> _TASK OBJECTIVE_: Where a line of the records holds the string "alerts", copy that line.

[Stored data entries]
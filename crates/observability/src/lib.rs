mod config;
mod layer;
mod notifier;
mod telegram;

use anyhow::Result;
use config::ObservabilityConfig;
use layer::ErrorAlertLayer;
use notifier::Notifier;
use std::sync::Arc;
use telegram::TelegramAlertProvider;
use tracing::{info, warn};
use tracing_subscriber::{
    EnvFilter, Layer, layer::SubscriberExt, util::SubscriberInitExt,
};

/// Initializes tracing for a binary: fmt output filtered by `RUST_LOG`
/// (default `info`), plus an optional layer that forwards ERROR-level
/// events to an admin chat. Inconsistent-state conditions are logged at
/// ERROR precisely so they end up in front of a human.
pub fn init_observability(component: &str) -> Result<()> {
    let config = ObservabilityConfig::from_env(component);

    let alert_layer = config.telegram.as_ref().map(|telegram| {
        let notifier = Notifier::new(vec![Arc::new(TelegramAlertProvider::new(
            telegram.bot_token.clone(),
            telegram.chat_id,
        )) as Arc<dyn notifier::AlertProvider>]);

        ErrorAlertLayer::new(notifier, config.service_context.clone(), telegram.min_level)
            .with_filter(tracing_subscriber::filter::LevelFilter::from_level(
                telegram.min_level,
            ))
    });

    let env_filter = EnvFilter::try_from_default_env().unwrap_or_else(|_| EnvFilter::new("info"));
    let fmt_layer = tracing_subscriber::fmt::layer();

    tracing_subscriber::registry()
        .with(fmt_layer)
        .with(alert_layer)
        .with(env_filter)
        .try_init()?;

    for warning in &config.warnings {
        warn!(
            service = %config.service_context.service_name,
            component = %config.service_context.component,
            warning = %warning,
            "Observability config warning"
        );
    }

    if config.telegram.is_some() {
        info!(
            service = %config.service_context.service_name,
            component = %config.service_context.component,
            "Admin chat error alerts enabled"
        );
    } else {
        info!(
            service = %config.service_context.service_name,
            component = %config.service_context.component,
            "Admin chat error alerts disabled"
        );
    }

    Ok(())
}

> _SOLUTION TO THIS TASK_:
            "Admin chat error alerts enabled"
            "Admin chat error alerts disabled"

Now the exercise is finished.